La crise des subprimes aux Etats-Unis, celle des dettes publiques de la Grèce et d’autres pays du sud de l’Europe, les ajustements structurels passés et la crise de surendettement du microcrédit ont amplement illustré comment la logique de la concurrence et de la propriété privée conduit à l’enrichissement de quelques-uns et à l’appauvrissement du plus grand nombre. Il faut considérer que cet appauvrissement n’est pas seulement absolu, mais aussi subjectif, en raison de l’explosion des besoins. Or ces crises ne sont pas dues à un mauvais fonctionnement du Marché. Au contraire, elles résultent d’un fonctionnement implacable de la logique de concurrence et de la propriété privée, qui sont devenues des principes hégémoniques dans le fonctionnement des économies et plus généralement des sociétés.

Vous parlez d’un « marché libérateur ». Qu’entendez-vous par là ? Et où le trouver ?

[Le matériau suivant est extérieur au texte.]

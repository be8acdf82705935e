//! File backed services around the model
//!
//! - BookmarksService: user bookmarks file
//! - ChooserSettings: persisted chooser UI state (pane position, sorting, ...)

pub mod bookmarks;
pub mod settings;
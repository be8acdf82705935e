//! Model configuration: tree root, timing constants and the special
//! locations grafted onto the tree at startup.

use std::path::{Path, PathBuf};
use std::time::Duration;

use directories::{ProjectDirs, UserDirs};
use log::debug;
use serde::{Deserialize, Serialize};
use tokio::fs;

use crate::error::{FsError, FsErrorKind, FsResult};
use crate::path::FilePath;

/// Fields every configured location carries.
#[derive(Debug, Clone, PartialEq, Serialize, Deserialize)]
pub struct LocationCommon {
    pub path: String,
    #[serde(default, skip_serializing_if = "Option::is_none")]
    pub title: Option<String>,
    #[serde(default, skip_serializing_if = "Option::is_none")]
    pub icon: Option<String>,
    #[serde(default)]
    pub sort_weight: i32,
    /// `{name}` is replaced by the node's display name.
    #[serde(default, skip_serializing_if = "Option::is_none")]
    pub failed_access_message: Option<String>,
}

impl LocationCommon {
    pub fn new(path: impl Into<String>, title: &str, sort_weight: i32) -> Self {
        Self {
            path: path.into(),
            title: Some(title.to_string()),
            icon: None,
            sort_weight,
            failed_access_message: None,
        }
    }

    pub fn with_failed_access_message(mut self, message: &str) -> Self {
        self.failed_access_message = Some(message.to_string());
        self
    }
}

#[derive(Debug, Clone, PartialEq, Serialize, Deserialize)]
#[serde(tag = "kind", rename_all = "kebab-case")]
pub enum LocationSpec {
    LocalDevice {
        #[serde(flatten)]
        common: LocationCommon,
    },
    Voldev {
        #[serde(flatten)]
        common: LocationCommon,
        #[serde(default)]
        internal: bool,
    },
    Obex {
        #[serde(flatten)]
        common: LocationCommon,
    },
    Upnp {
        #[serde(flatten)]
        common: LocationCommon,
    },
    Smb {
        #[serde(flatten)]
        common: LocationCommon,
    },
}

impl LocationSpec {
    pub fn common(&self) -> &LocationCommon {
        match self {
            LocationSpec::LocalDevice { common }
            | LocationSpec::Voldev { common, .. }
            | LocationSpec::Obex { common }
            | LocationSpec::Upnp { common }
            | LocationSpec::Smb { common } => common,
        }
    }

    pub fn path(&self) -> FsResult<FilePath> {
        FilePath::parse(&self.common().path)
    }
}

#[derive(Debug, Clone, PartialEq, Serialize, Deserialize)]
#[serde(default)]
pub struct ModelConfig {
    pub root: String,
    pub root_title: String,
    /// Children added per step before the rest is deferred.
    pub batch_size: usize,
    pub reload_threshold_secs: u64,
    pub root_scan_timeout_ms: u64,
    pub settings_timeout_ms: u64,
    pub locations: Vec<LocationSpec>,
}

impl Default for ModelConfig {
    fn default() -> Self {
        Self {
            root: "file:///".to_string(),
            root_title: "Device".to_string(),
            batch_size: 20,
            reload_threshold_secs: 30,
            root_scan_timeout_ms: 5000,
            settings_timeout_ms: 2000,
            locations: default_locations(),
        }
    }
}

fn documents_uri() -> String {
    UserDirs::new()
        .map(|dirs| dirs.home_dir().join("MyDocs"))
        .and_then(|path| FilePath::from_local_path(&path).ok())
        .map(|path| path.as_uri().to_string())
        .unwrap_or_else(|| "file:///home/user/MyDocs".to_string())
}

fn default_locations() -> Vec<LocationSpec> {
    vec![
        LocationSpec::LocalDevice {
            common: LocationCommon::new(documents_uri(), "Documents", 0),
        },
        LocationSpec::Voldev {
            common: LocationCommon::new("file:///media/mmc2", "Internal memory card", 10),
            internal: true,
        },
        LocationSpec::Voldev {
            common: LocationCommon::new("file:///media/mmc1", "Memory card", 20),
            internal: false,
        },
        LocationSpec::Obex {
            common: LocationCommon::new("obex:///", "Bluetooth devices", 40)
                .with_failed_access_message("Cannot connect to {name}"),
        },
        LocationSpec::Upnp {
            common: LocationCommon::new("upnpav:///", "Media servers", 50),
        },
        LocationSpec::Smb {
            common: LocationCommon::new("smb:///", "Shared folders", 60)
                .with_failed_access_message("Cannot open {name}"),
        },
    ]
}

impl ModelConfig {
    /// A bare tree: only the root, no special locations.
    pub fn bare(root: &str) -> Self {
        Self {
            root: root.to_string(),
            locations: Vec::new(),
            ..Self::default()
        }
    }

    pub fn root_path(&self) -> FsResult<FilePath> {
        FilePath::parse(&self.root)
    }

    pub fn reload_threshold(&self) -> Duration {
        Duration::from_secs(self.reload_threshold_secs)
    }

    pub fn root_scan_timeout(&self) -> Duration {
        Duration::from_millis(self.root_scan_timeout_ms)
    }

    pub fn settings_timeout(&self) -> Duration {
        Duration::from_millis(self.settings_timeout_ms)
    }

    /// Reads `path`. A missing file yields the defaults.
    pub async fn load(path: &Path) -> FsResult<Self> {
        let content = match fs::read_to_string(path).await {
            Ok(content) => content,
            Err(e) if e.kind() == std::io::ErrorKind::NotFound => {
                debug!("ModelConfig: {} missing, using defaults", path.display());
                return Ok(Self::default());
            }
            Err(e) => return Err(e.into()),
        };
        Self::parse(&content)
    }

    pub fn parse(content: &str) -> FsResult<Self> {
        let config: Self = toml::from_str(content).map_err(|e| {
            FsError::with_source(FsErrorKind::InvalidArg, "Malformed model configuration", Box::new(e))
        })?;
        if config.batch_size == 0 {
            return Err(FsError::new(FsErrorKind::InvalidArg, "batch_size must be positive"));
        }
        config.root_path()?;
        for location in &config.locations {
            location.path()?;
        }
        Ok(config)
    }

    pub async fn load_default() -> FsResult<Self> {
        match default_config_path() {
            Some(path) => Self::load(&path).await,
            None => Ok(Self::default()),
        }
    }

    pub fn to_toml(&self) -> FsResult<String> {
        toml::to_string(self).map_err(|e| {
            FsError::with_source(FsErrorKind::Failed, "Failed to serialize configuration", Box::new(e))
        })
    }
}

pub fn default_config_path() -> Option<PathBuf> {
    ProjectDirs::from("", "", "fsmodel").map(|dirs| dirs.config_dir().join("model.toml"))
}
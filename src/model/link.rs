//! Node linking: acquiring a folder for a node, feeding its children into
//! the tree in batches, and reacting to folder events and failures.

use log::{debug, trace, warn};
use tokio::time::Instant;

use crate::cancellable::Cancellable;
use crate::error::{ErrorDisposition, FsError};
use crate::file_info::{FileInfo, MODEL_ATTRIBUTES};
use crate::folder::{Folder, FolderEvent};
use crate::model::arena::NodeId;
use crate::model::event::ModelEvent;
use crate::model::node::{Link, ModelNode};
use crate::model::{FileSystemModel, ModelMessage};
use crate::path::FilePath;
use std::collections::VecDeque;
use std::path::PathBuf;
use std::time::Duration;

use once_cell::unsync::OnceCell;
use tokio::task::JoinHandle;
use tokio::time::Instant;

use crate::cancellable::Cancellable;
use crate::error::FsError;
use crate::file_info::FileInfo;
use crate::folder::Folder;
use crate::location::{LocationKind, SpecialLocation};
use crate::model::arena::NodeId;
use crate::path::FilePath;

/// Observable load state of a node.
#[derive(Debug, Clone, Copy, PartialEq, Eq)]
pub enum NodeState {
    Unlinked,
    /// `get_folder` in flight.
    Linking,
    /// Folder attached, listing still in progress.
    Linked,
    Loaded,
    Errored,
}

/// The one backend operation a node may own.
pub(crate) enum Link {
    Unlinked,
    Linking {
        token: u64,
        cancellable: Cancellable,
    },
    Linked {
        token: u64,
        folder: Box<dyn Folder>,
        forwarder: JoinHandle<()>,
    },
}

impl Link {
    pub(crate) fn token(&self) -> Option<u64> {
        match self {
            Link::Unlinked => None,
            Link::Linking { token, .. } | Link::Linked { token, .. } => Some(*token),
        }
    }

    pub(crate) fn folder(&self) -> Option<&dyn Folder> {
        match self {
            Link::Linked { folder, .. } => Some(folder.as_ref()),
            _ => None,
        }
    }

    /// Drops the operation. Late results for it carry a stale token.
    pub(crate) fn release(&mut self) {
        match std::mem::replace(self, Link::Unlinked) {
            Link::Linking { cancellable, .. } => cancellable.cancel(),
            Link::Linked { forwarder, .. } => forwarder.abort(),
            Link::Unlinked => {}
        }
    }
}

impl std::fmt::Debug for Link {
    fn fmt(&self, f: &mut std::fmt::Formatter<'_>) -> std::fmt::Result {
        match self {
            Link::Unlinked => f.write_str("Unlinked"),
            Link::Linking { token, .. } => write!(f, "Linking({})", token),
            Link::Linked { token, .. } => write!(f, "Linked({})", token),
        }
    }
}

/// Derived values, computed on first read and dropped together.
#[derive(Debug, Default)]
pub(crate) struct NodeCaches {
    pub(crate) display_name: OnceCell<String>,
    pub(crate) sort_key: OnceCell<String>,
    pub(crate) icon: OnceCell<Option<String>>,
    pub(crate) icon_expanded: OnceCell<Option<String>>,
    pub(crate) thumbnail: OnceCell<Option<PathBuf>>,
    pub(crate) extra_info: OnceCell<Option<String>>,
}

impl NodeCaches {
    pub(crate) fn invalidate(&mut self) {
        *self = Self::default();
    }
}

#[derive(Debug)]
pub struct ModelNode {
    pub(crate) path: FilePath,
    pub(crate) parent: Option<NodeId>,
    pub(crate) children: Vec<NodeId>,
    pub(crate) info: Option<FileInfo>,
    pub(crate) location: Option<SpecialLocation>,
    pub(crate) link: Link,
    pub(crate) load_time: Option<Instant>,
    pub(crate) error: Option<FsError>,
    pub(crate) loaded: bool,
    /// The user asked for this node; lifts the requires-access gate.
    pub(crate) accessed: bool,
    /// Confirmed by the listing pass in progress.
    pub(crate) present: bool,
    /// Put in place by the model itself rather than a parent listing.
    pub(crate) grafted: bool,
    /// Non-local or on removable media.
    pub(crate) volatile: bool,
    pub(crate) pending_adds: VecDeque<FilePath>,
    pub(crate) continuation_scheduled: bool,
    pub(crate) caches: NodeCaches,
}

impl ModelNode {
    pub(crate) fn new(
        path: FilePath,
        parent: Option<NodeId>,
        info: Option<FileInfo>,
        location: Option<SpecialLocation>,
        parent_volatile: bool,
    ) -> Self {
        let on_volume = matches!(
            location.as_ref().map(SpecialLocation::kind),
            Some(LocationKind::Voldev { .. })
        );
        let volatile = parent_volatile || on_volume || !path.is_local();
        Self {
            path,
            parent,
            children: Vec::new(),
            info,
            location,
            link: Link::Unlinked,
            load_time: None,
            error: None,
            loaded: false,
            accessed: false,
            present: true,
            grafted: false,
            volatile,
            pending_adds: VecDeque::new(),
            continuation_scheduled: false,
            caches: NodeCaches::default(),
        }
    }

    pub fn path(&self) -> &FilePath {
        &self.path
    }

    pub fn info(&self) -> Option<&FileInfo> {
        self.info.as_ref()
    }

    pub fn location(&self) -> Option<&SpecialLocation> {
        self.location.as_ref()
    }

    pub fn error(&self) -> Option<&FsError> {
        self.error.as_ref()
    }

    pub fn state(&self) -> NodeState {
        match &self.link {
            Link::Linking { .. } => NodeState::Linking,
            _ if self.error.is_some() => NodeState::Errored,
            Link::Linked { .. } if self.loaded && self.pending_adds.is_empty() => NodeState::Loaded,
            Link::Linked { .. } => NodeState::Linked,
            Link::Unlinked => NodeState::Unlinked,
        }
    }

    pub fn is_linking(&self) -> bool {
        matches!(self.link, Link::Linking { .. })
    }

    /// A listing pass is under way: the folder is being fetched, or it is
    /// attached and its children are still coming in.
    pub fn is_loading(&self) -> bool {
        match self.link {
            Link::Linking { .. } => true,
            Link::Linked { .. } => !self.loaded,
            Link::Unlinked => false,
        }
    }

    pub fn is_folder(&self) -> bool {
        self.location.is_some() || self.info.as_ref().is_some_and(FileInfo::is_folder)
    }

    pub fn is_permanent(&self) -> bool {
        self.location.as_ref().is_some_and(SpecialLocation::is_permanent)
    }

    /// Whether the requires-access gate is open.
    pub fn access_granted(&self) -> bool {
        self.accessed || !self.location.as_ref().is_some_and(SpecialLocation::requires_access)
    }

    /// Whether a listing pass is due. Nodes mid-load and nodes still behind
    /// the access gate never are; otherwise `force`, a node that never
    /// loaded, or a stale volatile or failed node is.
    pub fn needs_reload(&self, now: Instant, threshold: Duration, force: bool) -> bool {
        if self.is_loading() || !self.access_granted() {
            return false;
        }
        if force {
            return true;
        }
        match self.load_time {
            None => true,
            Some(loaded_at) => {
                now.saturating_duration_since(loaded_at) > threshold && (self.volatile || self.error.is_some())
            }
        }
    }

    /// Sweep candidates are children the last listing did not confirm.
    pub(crate) fn survives_sweep(&self) -> bool {
        self.present || self.grafted || self.is_permanent() || self.is_linking()
    }

    /// Loading finished one way or another.
    pub(crate) fn is_settled(&self) -> bool {
        match self.state() {
            NodeState::Loaded | NodeState::Errored => true,
            NodeState::Unlinked => self.load_time.is_some(),
            _ => false,
        }
    }
}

Le collectif réuni ici défend l’idée que le potentiel émancipateur du Marché ne peut se réaliser aujourd’hui qu’en s’articulant avec d’autres principes économiques comme la réciprocité, la recherche d’autosuffisance et la redistribution, et en se fondant sur la construction de communs. Il s’agit donc d’une économie avec marchés, distincte tout autant d’une économie sans marché que d’une société de marché. Dans le secteur du microcrédit par exemple, contre la dérive marchande, il s’agit de promouvoir des modes de gestion durable des ressources financières grâce à des modalités de remboursement justes et réalistes pour les emprunteurs, ce qui suppose de revoir le partage dans la chaîne des valeurs ajoutées entre bailleurs, intermédiaires au niveau des institutions de microfinance et emprunteurs finaux. Cette transformation ne peut résulter de la seule action des forces du marché – dont les limites ont été éprouvées dans l’accroissement des inégalités et dans le surendettement qui a suivi –, ni de celle de l’Etat, fondée sur le prélèvement et la redistribution de ressources. Les études réunies dans ce livre, qui portent sur le microcrédit, les monnaies locales, l’économie solidaire et le bilan de pays connaissant actuellement une transition vers la généralisation de la propriété privée et de la concurrence, pointent le rôle essentiel de la société civile dans la construction de communs et la pratique d’une économie plurielle, avec marchés, pour limiter les inégalités et permettre le développement de la démocratie.

Ce livre contient également les contributions de chercheurs au Collège de France, au Conservatoire national des arts et métiers, au CNRS, à l’IRD, à l’Ecole des hautes études en sciences sociales et à l’Université de Genève : Daniel Roche, Jean-Louis Laville, Hadrien Saiag, Isabelle Guérin, Solène Morvant-Roux, Eveline Baumann, Blandine Destremau et Thierry Pairault.

Référence complète : Hillenkamp, Isabelle, et Servet, Jean-Michel (éd.). 2015. Le Marché autrement : marchés réels et marché fantasmé. Coll. Bibliothèque de l’économiste, no 8. Paris : Classiques Garnier. 302 p.